Sabático
By Rev. Elizabeth Rechter, Executive Director
A friend of mine who is a musician shared with me his experience when we entered our COVID lockdown. He had never taken a break from preforming since he first began his vocation as a young child. To take time off meant losing the next opportunity to develop in his music. He was burned out, but didn’t have a way to tend to it until the pandemic. His pandemic sabbatical was life changing. Even gifts need rest. He has told me he is happy to be back now with a new sense of joy about his giftedness as a performing artist, and gleeful to be sharing this gift with audiences again.
This July will mark seven years since I became Stillpoint’s executive director. It has been such a great privilege for me, and not without some surprising challenges, like a global pandemic. During the months of July and August, I will be taking a study sabbatical to attend a language school to study Spanish. It will be a sabbatical from my every day work, but also a sabbatical from the English language.
It has long been my desire to become a fluent Spanish speaker, and during the pandemic hours of prayer and discernment, this desire grew stronger and clearer. As a resident of Southern California and especially my city of Santa Ana, I long to communicate in the first language of my neighbors. With new facility with this language, it is my desire to help expand Stillpoint’s offerings of Spiritual Direction in Spanish.
The word sabbatical literally means ‘of the sabbath’. It grows out of the wisdom of the weekly Sabbath, when six days you shall work and on the seventh day you will rest from all your work. The Sabbath rest is meant to free us, week after week, by fasting from our identification as employees of the world, and resting in our truest identity as loved ones of God. On the seventh day, God rested. Made in the image of God, this is meant to be our schedule as well.
Yeshua said: If you do not fast from the world, you will not find the Kingdom.

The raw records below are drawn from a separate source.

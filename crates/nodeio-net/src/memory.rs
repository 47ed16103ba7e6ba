//! In-process broker.
//!
//! [`MemoryBroker`] holds the whole topology (queues, bindings, backlogs)
//! behind one lock, so every operation is atomic with respect to every
//! other connection. Each participant obtains its own [`MemoryConnection`];
//! closing it removes the auto-delete and exclusive queues it declared.

use std::collections::{HashMap, VecDeque};
use std::sync::Arc;
use std::sync::atomic::{AtomicBool, Ordering};

use tokio::sync::{Mutex, mpsc};

use crate::broker::{
    Body, Broker, BrokerError, ConnectionId, Consumer, DIRECT_EXCHANGE, IdGenerator, QueueOptions,
};

/// Prefix of server-generated queue names.
const ANONYMOUS_PREFIX: &str = "amq.gen-";

// ---------------------------------------------------------------------------
// Topology
// ---------------------------------------------------------------------------

#[derive(Debug)]
struct Queue {
    owner: ConnectionId,
    options: QueueOptions,
    /// Messages published while no consumer was attached.
    backlog: VecDeque<Body>,
    consumer: Option<(ConnectionId, mpsc::UnboundedSender<Body>)>,
}

impl Queue {
    fn new(owner: ConnectionId, options: QueueOptions) -> Self {
        Self {
            owner,
            options,
            backlog: VecDeque::new(),
            consumer: None,
        }
    }

    fn push(&mut self, body: Body) {
        if let Some((_, tx)) = &self.consumer {
            match tx.send(body) {
                Ok(()) => return,
                Err(mpsc::error::SendError(body)) => {
                    // Consumer went away without closing; keep the message.
                    self.consumer = None;
                    self.backlog.push_back(body);
                }
            }
        } else {
            self.backlog.push_back(body);
        }
    }

    fn has_live_consumer(&self) -> bool {
        self.consumer.as_ref().is_some_and(|(_, tx)| !tx.is_closed())
    }
}

#[derive(Debug, Default)]
struct Topology {
    queues: HashMap<String, Queue>,
    /// Exchange name -> bound queue names, in bind order.
    bindings: HashMap<String, Vec<String>>,
    next_anonymous: u64,
}

impl Topology {
    fn remove_queue(&mut self, name: &str) -> bool {
        let removed = self.queues.remove(name).is_some();
        if removed {
            for queues in self.bindings.values_mut() {
                queues.retain(|q| q != name);
            }
            self.bindings.retain(|_, queues| !queues.is_empty());
        }
        removed
    }

    fn release(&mut self, conn: ConnectionId) {
        let doomed: Vec<String> = self
            .queues
            .iter()
            .filter(|(_, q)| q.owner == conn && (q.options.auto_delete || q.options.exclusive))
            .map(|(name, _)| name.clone())
            .collect();
        for name in &doomed {
            self.remove_queue(name);
            tracing::debug!("Auto-deleted queue {name} of {conn:?}");
        }
        for queue in self.queues.values_mut() {
            if queue.consumer.as_ref().is_some_and(|(c, _)| *c == conn) {
                queue.consumer = None;
            }
        }
    }
}

// ---------------------------------------------------------------------------
// MemoryBroker
// ---------------------------------------------------------------------------

/// Shared in-process broker. Cloning yields another handle to the same
/// topology.
#[derive(Debug, Clone, Default)]
pub struct MemoryBroker {
    topology: Arc<Mutex<Topology>>,
    ids: Arc<IdGenerator>,
}

impl MemoryBroker {
    /// Create an empty broker.
    pub fn new() -> Self {
        Self::default()
    }

    /// Open a new connection to this broker.
    pub fn connect(&self) -> MemoryConnection {
        MemoryConnection {
            id: self.ids.next_id(),
            topology: Arc::clone(&self.topology),
            closed: AtomicBool::new(false),
        }
    }

    /// Whether a queue named `name` currently exists.
    pub async fn queue_exists(&self, name: &str) -> bool {
        self.topology.lock().await.queues.contains_key(name)
    }

    /// Number of existing queues.
    pub async fn queue_count(&self) -> usize {
        self.topology.lock().await.queues.len()
    }
}

// ---------------------------------------------------------------------------
// MemoryConnection
// ---------------------------------------------------------------------------

/// One participant's connection to a [`MemoryBroker`].
#[derive(Debug)]
pub struct MemoryConnection {
    id: ConnectionId,
    topology: Arc<Mutex<Topology>>,
    closed: AtomicBool,
}

impl MemoryConnection {
    /// Identifier of this connection.
    pub fn id(&self) -> ConnectionId {
        self.id
    }

    /// Whether [`Broker::close`] has been called.
    pub fn is_closed(&self) -> bool {
        self.closed.load(Ordering::Acquire)
    }

    fn ensure_open(&self) -> Result<(), BrokerError> {
        if self.is_closed() {
            Err(BrokerError::ConnectionClosed)
        } else {
            Ok(())
        }
    }
}

impl Broker for MemoryConnection {
    async fn declare_anonymous(&self) -> Result<String, BrokerError> {
        self.ensure_open()?;
        let mut topology = self.topology.lock().await;
        topology.next_anonymous += 1;
        let name = format!("{ANONYMOUS_PREFIX}{}", topology.next_anonymous);
        topology
            .queues
            .insert(name.clone(), Queue::new(self.id, QueueOptions::exclusive()));
        Ok(name)
    }

    async fn declare_passive(&self, queue: &str) -> Result<(), BrokerError> {
        self.ensure_open()?;
        let topology = self.topology.lock().await;
        if topology.queues.contains_key(queue) {
            Ok(())
        } else {
            Err(BrokerError::QueueNotFound(queue.to_string()))
        }
    }

    async fn declare(&self, queue: &str, options: QueueOptions) -> Result<(), BrokerError> {
        self.ensure_open()?;
        let mut topology = self.topology.lock().await;
        if topology.queues.contains_key(queue) {
            return Err(BrokerError::QueueExists(queue.to_string()));
        }
        topology
            .queues
            .insert(queue.to_string(), Queue::new(self.id, options));
        Ok(())
    }

    async fn bind(&self, queue: &str, exchange: &str) -> Result<(), BrokerError> {
        self.ensure_open()?;
        let mut topology = self.topology.lock().await;
        if !topology.queues.contains_key(queue) {
            return Err(BrokerError::QueueNotFound(queue.to_string()));
        }
        let bound = topology.bindings.entry(exchange.to_string()).or_default();
        if !bound.iter().any(|q| q == queue) {
            bound.push(queue.to_string());
        }
        Ok(())
    }

    async fn consume(&self, queue: &str) -> Result<Consumer, BrokerError> {
        self.ensure_open()?;
        let mut topology = self.topology.lock().await;
        let entry = topology
            .queues
            .get_mut(queue)
            .ok_or_else(|| BrokerError::QueueNotFound(queue.to_string()))?;
        if entry.options.exclusive && entry.owner != self.id {
            return Err(BrokerError::Exclusive(queue.to_string()));
        }
        if entry.has_live_consumer() {
            return Err(BrokerError::AlreadyConsumed(queue.to_string()));
        }

        let (tx, rx) = mpsc::unbounded_channel();
        for body in entry.backlog.drain(..) {
            // Receiver is alive in this scope; send cannot fail.
            let _ = tx.send(body);
        }
        entry.consumer = Some((self.id, tx));
        Ok(Consumer::new(queue, rx))
    }

    async fn publish(&self, exchange: &str, routing_key: &str, body: Body) -> Result<(), BrokerError> {
        self.ensure_open()?;
        let mut topology = self.topology.lock().await;

        if exchange == DIRECT_EXCHANGE {
            match topology.queues.get_mut(routing_key) {
                Some(queue) => queue.push(body),
                None => tracing::debug!("Unroutable message to missing queue {routing_key}"),
            }
            return Ok(());
        }

        let targets = topology.bindings.get(exchange).cloned().unwrap_or_default();
        if targets.is_empty() {
            tracing::debug!("Exchange {exchange} has no bindings, message dropped");
        }
        for name in targets {
            if let Some(queue) = topology.queues.get_mut(&name) {
                queue.push(body.clone());
            }
        }
        Ok(())
    }

    async fn delete(&self, queue: &str) -> Result<(), BrokerError> {
        self.ensure_open()?;
        let mut topology = self.topology.lock().await;
        if topology.remove_queue(queue) {
            Ok(())
        } else {
            Err(BrokerError::QueueNotFound(queue.to_string()))
        }
    }

    async fn close(&self) {
        if self.closed.swap(true, Ordering::AcqRel) {
            return;
        }
        self.topology.lock().await.release(self.id);
        tracing::debug!("Connection {:?} closed", self.id);
    }
}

If you do not celebrate the Sabbath as a Sabbath, you will not know the Father.
-The Gospel of Thomas
Scripture also teaches in the holiness code of Leviticus: six years you shall sow your field, and six years you shall prune your vineyard, and gather in their yield; but in the seventh year there shall be a sabbath of complete rest for the land, a sabbath for the LORD: you shall not sow your field or prune your vineyard. Lev. 25:3-4
The vinedresser and the vine must rest. Both must lay fallow from putting out, producing, bringing forth harvest. The ground under us, the soil that feeds the plant, nurtures the root system, brings forth the blossom, must be restored. We know this even from our potted plants. It is not enough that we are watered regularly, not enough that fertilizer is added on occasion. For growing things to prosper, on occasion they must be repotted and ground replenished.
For some, the global pandemic created a forced sabbatical. It couldn’t be business as usual. I wonder what gift you might have received in the sabbatical not of your own choosing?
I am grateful to Stillpoint for allowing me this rest and opportunity, and for the able Board, Staff and Faculty who will care for our work while I am away. It is my hope that, upon my return, I might encourage those of you who speak Spanish to join me in opening wider Stillpoint’s doors to those whose first language is Spanish. We are hoping, for instance to offer our Spiritual Journey program in Spanish in the Fall of 2023, and will be looking for participants and spiritual directors who have the gifts to lead a Spiritual Journey class.